Helicobacter pylori arginase mutant colonizes arginase II knockout mice

Figure 3 The rocF mutant of Helicobacter pylori strain SS1 is devoid of arginase activity. Bacteria were harvested in 0.9% NaCl and ice-bath-sonicated (25% intensity, 2 pulses of 30 s each, with 30 s rests on ice between pulses). Following centrifugation (12 000 g, 2 min, 4°C), supernatants were retained on ice. Equal volumes of extract and 10 mmol/L cobaltous chloride (CoCl₂•6 H₂O, final concentration of 5 mmol/L) were preincubated for 30 min at 50-55°C to activate the enzyme. Arginase buffer (15 mmol/L Tris, pH 7.5, or 15 mmol/L MES, pH 6.0, plus 10 mmol/L L-arginine) was added and incubated at 37°C for 1 h.

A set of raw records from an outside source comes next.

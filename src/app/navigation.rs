//! Active-item navigation over the filtered subset.
//!
//! This module implements [`NavigationController`], which tracks the active
//! index within the currently visible items and resolves which item an
//! activation should open.

use crate::domain::item::Item;

/// Cursor over the filtered subset.
///
/// The index wraps on both ends and is reset to the first item whenever a
/// filter application produces a non-empty subset. On an empty subset every
/// movement and activation is a safe no-op.
#[derive(Debug, Clone, Default)]
pub struct NavigationController {
    active_index: usize,
}

impl NavigationController {
    #[must_use]
    pub fn new() -> Self {
        Self::default()
    }

    /// Zero-based index of the active item within the visible subset.
    #[must_use]
    pub fn active_index(&self) -> usize {
        self.active_index
    }

    /// Moves the cursor back to the first item.
    pub fn reset(&mut self) {
        self.active_index = 0;
    }

    /// Moves the cursor forward by one, wrapping to the start.
    ///
    /// No-op when nothing is visible.
    pub fn next(&mut self, visible_count: usize) {
        if visible_count == 0 {
            return;
        }
        self.active_index = (self.active_index + 1) % visible_count;
    }

    /// Moves the cursor back by one, wrapping to the end.
    ///
    /// No-op when nothing is visible.
    pub fn prev(&mut self, visible_count: usize) {
        if visible_count == 0 {
            return;
        }
        if self.active_index == 0 {
            self.active_index = visible_count - 1;
        } else {
            self.active_index -= 1;
        }
    }

    /// Resolves the item an activation should open.
    ///
    /// A single-member subset activates that member no matter where the
    /// cursor points. Otherwise the item under the cursor is returned, or
    /// `None` when the subset is empty or the cursor is out of range.
    #[must_use]
    pub fn activation_target<'a>(&self, visible: &'a [Item]) -> Option<&'a Item> {
        if visible.len() == 1 {
            return visible.first();
        }
        visible.get(self.active_index)
    }

    /// Resolves the item a digit hotkey should open.
    ///
    /// Digits only work while the visible subset has at most nine members;
    /// digit `n` maps to the `n`-th visible item.
    #[must_use]
    pub fn digit_target<'a>(&self, visible: &'a [Item], digit: u8) -> Option<&'a Item> {
        if !(1..=9).contains(&digit) || visible.len() > 9 {
            return None;
        }
        visible.get(usize::from(digit) - 1)
    }
}

#[cfg(test)]
mod tests {
    use super::*;

    fn items(count: usize) -> Vec<Item> {
        (0..count)
            .map(|i| Item {
                id: format!("id{i}"),
                name: format!("Item {i}"),
                tags: String::new(),
                url: format!("https://item{i}.example"),
                icon: String::new(),
                group: String::new(),
                description: String::new(),
            })
            .collect()
    }

    #[test]
    fn next_and_prev_wrap_around() {
        let mut nav = NavigationController::new();

        nav.next(3);
        nav.next(3);
        assert_eq!(nav.active_index(), 2);
        nav.next(3);
        assert_eq!(nav.active_index(), 0);

        nav.prev(3);
        assert_eq!(nav.active_index(), 2);
    }

    #[test]
    fn movement_on_an_empty_subset_is_a_no_op() {
        let mut nav = NavigationController::new();

        nav.next(0);
        nav.prev(0);

        assert_eq!(nav.active_index(), 0);
    }

    #[test]
    fn many_steps_forward_match_modular_arithmetic() {
        let mut nav = NavigationController::new();
        for _ in 0..7 {
            nav.next(5);
        }
        assert_eq!(nav.active_index(), 7 % 5);
    }

    #[test]
    fn activation_follows_the_cursor() {
        let visible = items(3);
        let mut nav = NavigationController::new();

        nav.next(3);
        let target = nav.activation_target(&visible).unwrap();
        assert_eq!(target.id, "id1");
    }

    #[test]
    fn single_member_subset_activates_regardless_of_cursor() {
        let visible = items(1);
        let mut nav = NavigationController::new();
        nav.active_index = 4;

        let target = nav.activation_target(&visible).unwrap();
        assert_eq!(target.id, "id0");
    }

    #[test]
    fn activation_on_empty_or_out_of_range_is_none() {
        let mut nav = NavigationController::new();

        assert!(nav.activation_target(&[]).is_none());

        nav.active_index = 9;
        assert!(nav.activation_target(&items(3)).is_none());
    }

    #[test]
    fn digits_map_onto_small_subsets_only() {
        let nav = NavigationController::new();

        let nine = items(9);
        assert_eq!(nav.digit_target(&nine, 1).unwrap().id, "id0");
        assert_eq!(nav.digit_target(&nine, 9).unwrap().id, "id8");

        let ten = items(10);
        assert!(nav.digit_target(&ten, 1).is_none());

        assert!(nav.digit_target(&items(3), 0).is_none());
        assert!(nav.digit_target(&items(3), 5).is_none());
    }
}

The reaction was stopped by addition of 750 μL acetic acid, and the color developed by addition of 250 μL ninhydrin (4 mg/mL) at 95°C for 1 h and read at 515 nm. The data are presented in units where 1 U is defined as one pmol L-ornithine/min/mg protein + SD. Details of this assay have been reported previously[23].